Örneğin, Ford ‘da tek bir seferde 500,000 adet sağ kapı paneli basılıp, bu paneller son montaj için gerekli olana kadar stokta bekletilmekteydi. Yüksek stok, hem önemli bir maliyet kaynağıdır, hem de üretime bir tür rehavet de getirmektedir.
Yine yüksek stok üretimde kalitenin yüzde yüz sağlanması gereken bir olgu olarak görülmemesine neden olmaktadır. Nasılsa, ıskarta durumunda, yedekteki stoktan takviye edilme şansı vardır.
Oysa ıskarta ve akabinde gelen onarım bir yandan maliyetleri yükseltmekte, diğer yandan da müşteri memnuniyetsizliği ve güvensizliğine yol açmaktadır.
Toyota dehaları, sistemin bütününü incelemeleri sonucu şu yargıya varırlar.
Kitle üretim sistemi, esneklikten yoksundur.
Katı bir hiyerarşiye dayanmaktadır.
İsraf içermektedir.
Ancak bunlar 1950’ler Amerika’sında bir sorun yaratmamaktadır. Amerika, 1950’lerde, farklılaşmamış ama geniş, yani kısıtlı tipte aracın bolca satılabileceği, çoğunluğunu elinde harcayacak parası olan orta sınıfın oluşturduğu henüz doymamış bir pazardır.
Şirketlerde zaman içinde büyük sermayeler birikmiştir ve rekabet görece düşüktür: otomobil piyasasında sadece üç firma çekişmektedir.
Dolayısıyla kitlesellik ve israf, şirketlerce bir sorun olarak algılanmadığı gibi, tersine aşırı iş bölümüne ve her şeyin bonkörce kullanılmasına dayalı bu sistemde, üretim adetleri olabilecek en yüksek düzeyde tutulabildiği ve pahalı makineler uzun vadede tam kapasite kullanılabildiği sürece birim maliyetler çok düşük tutulabilip, karlar azami düzeye çıkabilmektedir.
1950’ler de Amerika böylesi bir tablo çizerken, aynı yılların Japonya’sı çok farklı bir yapı sergilemektedir. Toyoda ve Ohno’nun kitle üretim sistemine eleştirici bir gözle yaklaşmalarının en büyük nedeni de, Japonya’nın bu kendi koşulları olacaktır.
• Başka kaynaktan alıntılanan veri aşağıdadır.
//! Database migrations for certpilot

pub use sea_orm_migration::prelude::*;

mod migration;
pub use migration::Migrator;

#[cfg(test)]
mod tests {
    use super::*;
    use sea_orm::{ConnectOptions, ConnectionTrait, Database, DbBackend, Statement};

    async fn migrated() -> anyhow::Result<sea_orm::DatabaseConnection> {
        let mut opt = ConnectOptions::new("sqlite::memory:");
        opt.max_connections(1).min_connections(1);
        let db = Database::connect(opt).await?;
        Migrator::up(&db, None).await?;
        Ok(db)
    }

    #[tokio::test]
    async fn test_migrations_create_tables() -> anyhow::Result<()> {
        let db = migrated().await?;
        for table in ["certificates", "renew_tasks", "deploy_configs", "dns_providers"] {
            let row = db
                .query_one(Statement::from_string(
                    DbBackend::Sqlite,
                    format!(
                        "SELECT name FROM sqlite_master WHERE type = 'table' AND name = '{}'",
                        table
                    ),
                ))
                .await?;
            assert!(row.is_some(), "missing table {}", table);
        }
        Ok(())
    }

    #[tokio::test]
    async fn test_in_flight_index_rejects_second_running_task() -> anyhow::Result<()> {
        let db = migrated().await?;
        db.execute_unprepared(
            "INSERT INTO certificates (name, domain, san_domains, source_type, ca_provider, key_algorithm, status, auto_renew, renew_days_before) \
             VALUES ('c', 'example.com', '[]', 'acme', 'letsencrypt', 'ec256', 'pending', 1, 30)",
        )
        .await?;
        db.execute_unprepared(
            "INSERT INTO renew_tasks (certificate_id, task_type, status, trigger_type) VALUES (1, 'issue', 'running', 'manual')",
        )
        .await?;

        let duplicate = db
            .execute_unprepared(
                "INSERT INTO renew_tasks (certificate_id, task_type, status, trigger_type) VALUES (1, 'renew', 'pending', 'auto')",
            )
            .await;
        assert!(duplicate.is_err());

        // Finished tasks do not count towards the in-flight bound
        db.execute_unprepared("UPDATE renew_tasks SET status = 'failed' WHERE id = 1")
            .await?;
        db.execute_unprepared(
            "INSERT INTO renew_tasks (certificate_id, task_type, status, trigger_type) VALUES (1, 'renew', 'pending', 'auto')",
        )
        .await?;
        Ok(())
    }

    #[tokio::test]
    async fn test_down_drops_everything() -> anyhow::Result<()> {
        let db = migrated().await?;
        Migrator::down(&db, None).await?;
        let row = db
            .query_one(Statement::from_string(
                DbBackend::Sqlite,
                "SELECT name FROM sqlite_master WHERE type = 'table' AND name = 'certificates'"
                    .to_string(),
            ))
            .await?;
        assert!(row.is_none());
        Ok(())
    }
}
Japon pazarı çok daha küçük bir pazardır; kişi başına milli gelir oldukça düşüktür; sermaye birikimi yetersizdir. Pazar küçük olmasına karşın, tek tip değil, farklı tip araçlara talep vardır ve nihayet rekabet Amerika’ya göre çok daha yüksektir (1950’lerde Japonya’da aynı pazar diliminde rekabet eden toplam 12 otomobil üreticisi bulunuyordu).
Bu koşullarda, Japon üreticileri için, adanmış işçi ve makineler topluluğu ile kısıtlı tipte araçtan yılda milyonlarca üretmek gündem dışı kalmaktadır. Tam tersine, 1950’ler Japonya’sın da üreticilerin gündeminde olan, aynı anda, farklı tip araçları hem de her birinden çok düşük sayıda üretip, yine de rekabet ve halkın gelir düzeyi dolayısıyla düşük maliyet tutturma zorunluluğudur.
Üretim adetlerindeki sınırlılık ve sermaye birikiminin yetersiz oluşu dolayısıyla, çok daha az sayıdaki üretim faktörünü esnek ve etkin kullanmanın yollarını bulmaktır; üretimi, maliyeti artırıcı tüm etkenlerden, tüm gereksizliklerden arındırmaktır.
Üstelik 1950’ler de getirilen yeni yasalarla, gerek işçi sınıfı gerek de yan sanayiler, önemli bir pazarlık gücü elde etmişlerdir ve Amerika’da ki gibi istenildiği zaman işten çıkarılacak, ya da sözleşmesi feshedilecek birer değişken maliyet olarak algılanmaya karşı çıkmaktadırlar.
İşte tüm bu koşullar ve zorunluluklardır ki, başta Toyota’nın dehaları Toyoda ve Ohno’nun öncülüğünde, adım adım ilerletilerek, üretim günden güne adeta bir mikroskop altına yatırılıp, titizlikle incelenerek ve geliştirilerek, bugün yalın üretim diye tanımladığımız sistemin ortaya çıkması ve kısa sürede tüm Japon ekonomisine yayılması sonucunu vermiştir.
Kısaca yalın üretim, en az kaynakla, en kısa zamanda, en ucuz ve hatasız üretimi, müşteri talebine de bire bir uyabilecek, yanıt verebilecek şekilde, en az israfla (daha doğrusu israfsız) ve nihayet tüm üretim faktörlerini en esnek şekilde kullanıp, potansiyellerinin tümünden yararlanarak nasıl gerçekleştiririz arayışının bir sonucudur.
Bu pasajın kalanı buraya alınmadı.